**Exercise input:**
▶

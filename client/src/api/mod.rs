//! # REST API
//!
//! The [`ChatApi`] trait is the seam sessions talk to; [`ApiClient`] is the
//! reqwest implementation. Support endpoints are role-parallel:
//!
//! | Role    | Base path                  |
//! |---------|----------------------------|
//! | `user`  | `/api/user/support-chats`  |
//! | `agent` | `/api/agent/chats`         |
//! | `admin` | `/api/admin/support-chats` |
//!
//! each with `/{id}/messages` and `/{id}/resolve`.

pub mod chats;
pub mod client;
pub mod support;

pub use client::ApiClient;
pub use support::support_base_path;

use crate::error::Result;
use async_trait::async_trait;
use shared::dto::api::{CreateChatRequest, CreateSupportChatRequest, SendMessageRequest};
use shared::dto::chat::{Chat, ClientRole, Message, SupportChat, SupportMessage};

/// REST operations used by the chat sessions.
///
/// Implemented by [`ApiClient`]; tests substitute their own.
#[async_trait]
pub trait ChatApi: Send + Sync {
    async fn list_chats(&self) -> Result<Vec<Chat>>;

    async fn list_messages(&self, chat_id: &str) -> Result<Vec<Message>>;

    async fn send_message(&self, chat_id: &str, request: &SendMessageRequest) -> Result<Message>;

    async fn create_chat(&self, request: &CreateChatRequest) -> Result<Chat>;

    async fn list_support_chats(&self, role: ClientRole) -> Result<Vec<SupportChat>>;

    async fn list_support_messages(
        &self,
        role: ClientRole,
        chat_id: &str,
    ) -> Result<Vec<SupportMessage>>;

    async fn send_support_message(
        &self,
        role: ClientRole,
        chat_id: &str,
        request: &SendMessageRequest,
    ) -> Result<SupportMessage>;

    /// Support chats are always opened from the user side.
    async fn create_support_chat(&self, request: &CreateSupportChatRequest) -> Result<SupportChat>;

    async fn resolve_support_chat(&self, role: ClientRole, chat_id: &str) -> Result<()>;
}
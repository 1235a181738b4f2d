//! # Utilities Library
//!
//! Shared utility functions for environment variables, time, and validation.

pub mod envs;
pub mod time;
pub mod validation;

// Re-export commonly used functions
pub use envs::{get_env, get_env_or, get_env_parse_or};
pub use time::now_millis;
pub use validation::validate_not_empty;
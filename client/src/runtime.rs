//! # Chat Runtime
//!
//! Composition root: opens the cache, builds the pending processor, the
//! connection manager and the REST client once, and hands out the same
//! instances to every session.

use crate::api::{ApiClient, ChatApi};
use crate::error::Result;
use crate::sessions::{ChatSession, SupportChatSession};
use lib_core::{ChatCache, Config};
use lib_realtime::{ConnectionManager, Credentials, PendingProcessor, RealtimeConfig, WsConnector};
use std::sync::Arc;
use tracing::info;

pub struct ChatRuntime {
    cache: ChatCache,
    connection: Arc<ConnectionManager>,
    api: Arc<dyn ChatApi>,
    credentials: Credentials,
}

impl ChatRuntime {
    /// Build everything from `config`. Does not connect.
    pub async fn start(config: &Config, credentials: Credentials) -> Result<Self> {
        let cache = ChatCache::open(&config.cache_url, config.cache_expiry_ms()).await?;
        let processor = Arc::new(PendingProcessor::new(
            cache.clone(),
            config.pending_max_retry_attempts,
        ));
        let connection = ConnectionManager::new(
            RealtimeConfig::from(config),
            Arc::new(WsConnector::new(config.socket_url.as_str())),
            Some(processor),
        );
        let api = Arc::new(ApiClient::new(config.api_base_url.as_str(), credentials.token.as_str()));

        info!(
            api = %config.api_base_url,
            socket = %config.socket_url,
            cache = %config.cache_url,
            "Chat runtime ready"
        );

        Ok(Self::from_parts(cache, connection, api, credentials))
    }

    pub fn from_parts(
        cache: ChatCache,
        connection: Arc<ConnectionManager>,
        api: Arc<dyn ChatApi>,
        credentials: Credentials,
    ) -> Self {
        Self {
            cache,
            connection,
            api,
            credentials,
        }
    }

    /// The one connection manager of this runtime.
    pub fn connection(&self) -> Arc<ConnectionManager> {
        self.connection.clone()
    }

    pub fn cache(&self) -> &ChatCache {
        &self.cache
    }

    pub fn api(&self) -> Arc<dyn ChatApi> {
        self.api.clone()
    }

    pub fn credentials(&self) -> &Credentials {
        &self.credentials
    }

    /// (Re)connect with the runtime's credentials.
    pub async fn connect(&self) {
        self.connection.init(self.credentials.clone()).await;
    }

    pub fn chat_session(&self) -> ChatSession {
        ChatSession::new(self)
    }

    pub fn support_session(&self) -> SupportChatSession {
        SupportChatSession::new(self)
    }

    pub async fn shutdown(&self) {
        self.connection.disconnect().await;
        info!("Chat runtime stopped");
    }
}
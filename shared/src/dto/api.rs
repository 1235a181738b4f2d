//! # REST API DTOs
//!
//! Request and response bodies for the chat endpoints. Lists default to empty
//! when the backend omits the field.

use serde::{Deserialize, Serialize};

use super::chat::{Chat, Message, SupportChat, SupportMessage};

/// `GET /api/chats`, `POST /api/chats`
#[derive(Debug, Clone, Default, Serialize, Deserialize)]
pub struct ChatListResponse {
    #[serde(default)]
    pub chats: Vec<Chat>,
}

#[derive(Debug, Clone, Serialize, Deserialize)]
pub struct ChatResponse {
    pub chat: Chat,
}

#[derive(Debug, Clone, Default, Serialize, Deserialize)]
pub struct MessageListResponse {
    #[serde(default)]
    pub messages: Vec<Message>,
}

#[derive(Debug, Clone, Serialize, Deserialize)]
pub struct MessageResponse {
    pub message: Message,
}

#[derive(Debug, Clone, Default, Serialize, Deserialize)]
pub struct SupportChatListResponse {
    #[serde(default)]
    pub chats: Vec<SupportChat>,
}

#[derive(Debug, Clone, Serialize, Deserialize)]
pub struct SupportChatResponse {
    pub chat: SupportChat,
}

#[derive(Debug, Clone, Default, Serialize, Deserialize)]
pub struct SupportMessageListResponse {
    #[serde(default)]
    pub messages: Vec<SupportMessage>,
}

#[derive(Debug, Clone, Serialize, Deserialize)]
pub struct SupportMessageResponse {
    pub message: SupportMessage,
}

/// Body of a message POST. `client_message_id` lets the server drop the
/// duplicate that also arrives over the socket.
#[derive(Debug, Clone, Serialize, Deserialize, PartialEq)]
#[serde(rename_all = "camelCase")]
pub struct SendMessageRequest {
    pub content: String,
    #[serde(default, skip_serializing_if = "Option::is_none")]
    pub client_message_id: Option<String>,
}

#[derive(Debug, Clone, Serialize, Deserialize, PartialEq)]
#[serde(rename_all = "camelCase")]
pub struct CreateChatRequest {
    pub ad_id: String,
    pub recipient_id: String,
    pub message: String,
}

#[derive(Debug, Clone, Serialize, Deserialize, PartialEq)]
#[serde(rename_all = "camelCase")]
pub struct CreateSupportChatRequest {
    pub subject: String,
    pub message: String,
    #[serde(default, skip_serializing_if = "Option::is_none")]
    pub category: Option<String>,
    #[serde(default, skip_serializing_if = "Option::is_none")]
    pub priority: Option<i32>,
}

/// Error body returned by the backend on non-2xx responses.
#[derive(Debug, Clone, Serialize, Deserialize)]
pub struct ErrorResponse {
    #[serde(default)]
    pub error: String,
}

#[cfg(test)]
mod tests {
    use super::*;

    #[test]
    fn test_missing_list_field_is_empty() {
        let response: ChatListResponse = serde_json::from_str("{}").unwrap();
        assert!(response.chats.is_empty());
    }

    #[test]
    fn test_send_request_uses_camel_case() {
        let request = SendMessageRequest {
            content: "hello".into(),
            client_message_id: Some("temp-1".into()),
        };
        let json = serde_json::to_string(&request).unwrap();
        assert_eq!(json, r#"{"content":"hello","clientMessageId":"temp-1"}"#);
    }
}
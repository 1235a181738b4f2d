//! # Core Library
//!
//! Configuration, error type and the durable chat cache shared by the
//! realtime layer and the client.

pub mod config;
pub mod error;
pub mod model;

// Re-export commonly used types
pub use config::Config;
pub use error::{AppError, Result};
pub use model::store::{ChatCache, DbPool, PendingChannel, PendingMessage, create_pool};
//! # Marketplace Chat API
//!
//! Buyer/seller conversations attached to an ad.

use super::client::ApiClient;
use crate::error::Result;
use shared::dto::api::*;
use shared::dto::chat::{Chat, Message};

pub async fn list_chats(api: &ApiClient) -> Result<Vec<Chat>> {
    let response: ChatListResponse = api.fetch(api.get("/api/chats")).await?;
    Ok(response.chats)
}

pub async fn list_messages(api: &ApiClient, chat_id: &str) -> Result<Vec<Message>> {
    let path = format!("/api/chats/{}/messages", chat_id);
    let response: MessageListResponse = api.fetch(api.get(&path)).await?;
    Ok(response.messages)
}

/// Persist a message. `clientMessageId` lets the server de-duplicate the
/// realtime copy of the same message.
pub async fn send_message(
    api: &ApiClient,
    chat_id: &str,
    request: &SendMessageRequest,
) -> Result<Message> {
    let path = format!("/api/chats/{}/messages", chat_id);
    let response: MessageResponse = api.fetch(api.post(&path).json(request)).await?;
    Ok(response.message)
}

pub async fn create_chat(api: &ApiClient, request: &CreateChatRequest) -> Result<Chat> {
    let response: ChatResponse = api.fetch(api.post("/api/chats").json(request)).await?;
    Ok(response.chat)
}
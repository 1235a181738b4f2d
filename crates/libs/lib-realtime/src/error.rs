//! # Realtime Errors

use std::time::Duration;
use thiserror::Error;

pub type Result<T> = std::result::Result<T, RealtimeError>;

#[derive(Debug, Error)]
pub enum RealtimeError {
    /// An emit was attempted while the connection is not `Connected`.
    #[error("Cannot emit {0}: socket not connected")]
    NotConnected(String),

    /// The transport driver has stopped and no longer accepts frames.
    #[error("Transport channel closed")]
    ChannelClosed,

    /// The server rejected the upgrade or the URL is unusable.
    #[error("Handshake failed: {0}")]
    Handshake(String),

    #[error("Handshake timed out after {}ms", .0.as_millis())]
    Timeout(Duration),

    /// I/O or protocol failure on a live link.
    #[error("Transport error: {0}")]
    Transport(String),

    #[error("Encoding error: {0}")]
    Encoding(String),
}

impl From<serde_json::Error> for RealtimeError {
    fn from(err: serde_json::Error) -> Self {
        RealtimeError::Encoding(err.to_string())
    }
}

impl From<tokio_tungstenite::tungstenite::Error> for RealtimeError {
    fn from(err: tokio_tungstenite::tungstenite::Error) -> Self {
        use tokio_tungstenite::tungstenite::Error as WsError;
        match err {
            WsError::Http(response) => {
                RealtimeError::Handshake(format!("HTTP error: {}", response.status()))
            }
            WsError::Url(e) => RealtimeError::Handshake(e.to_string()),
            WsError::HttpFormat(e) => RealtimeError::Handshake(e.to_string()),
            other => RealtimeError::Transport(other.to_string()),
        }
    }
}
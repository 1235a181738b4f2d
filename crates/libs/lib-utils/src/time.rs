//! # Time Utilities
//!
//! Cache bookkeeping works in Unix epoch milliseconds.

use chrono::Utc;

/// Current time as Unix epoch milliseconds.
pub fn now_millis() -> i64 {
    Utc::now().timestamp_millis()
}

#[cfg(test)]
mod tests {
    use super::*;

    #[test]
    fn test_now_millis_is_current() {
        let before = Utc::now().timestamp_millis();
        let now = now_millis();
        assert!(now >= before);
        assert!(now - before < 1_000);
    }
}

◀

**Work order:** Transcribe the lines above between the line holding "SupportChatSession::new(self)" and the line holding "pub struct SupportChatResponse", inclusive, exactly as they stand and with nothing added.

**Response to the task:**
        SupportChatSession::new(self)
    }

    pub async fn shutdown(&self) {
        self.connection.disconnect().await;
        info!("Chat runtime stopped");
    }
}
filename shared/src/dto/api.rs
repository 1235a181738b4f2d
//! # REST API DTOs
//!
//! Request and response bodies for the chat endpoints. Lists default to empty
//! when the backend omits the field.

use serde::{Deserialize, Serialize};

use super::chat::{Chat, Message, SupportChat, SupportMessage};

/// `GET /api/chats`, `POST /api/chats`
#[derive(Debug, Clone, Default, Serialize, Deserialize)]
pub struct ChatListResponse {
    #[serde(default)]
    pub chats: Vec<Chat>,
}

#[derive(Debug, Clone, Serialize, Deserialize)]
pub struct ChatResponse {
    pub chat: Chat,
}

#[derive(Debug, Clone, Default, Serialize, Deserialize)]
pub struct MessageListResponse {
    #[serde(default)]
    pub messages: Vec<Message>,
}

#[derive(Debug, Clone, Serialize, Deserialize)]
pub struct MessageResponse {
    pub message: Message,
}

#[derive(Debug, Clone, Default, Serialize, Deserialize)]
pub struct SupportChatListResponse {
    #[serde(default)]
    pub chats: Vec<SupportChat>,
}

#[derive(Debug, Clone, Serialize, Deserialize)]
pub struct SupportChatResponse {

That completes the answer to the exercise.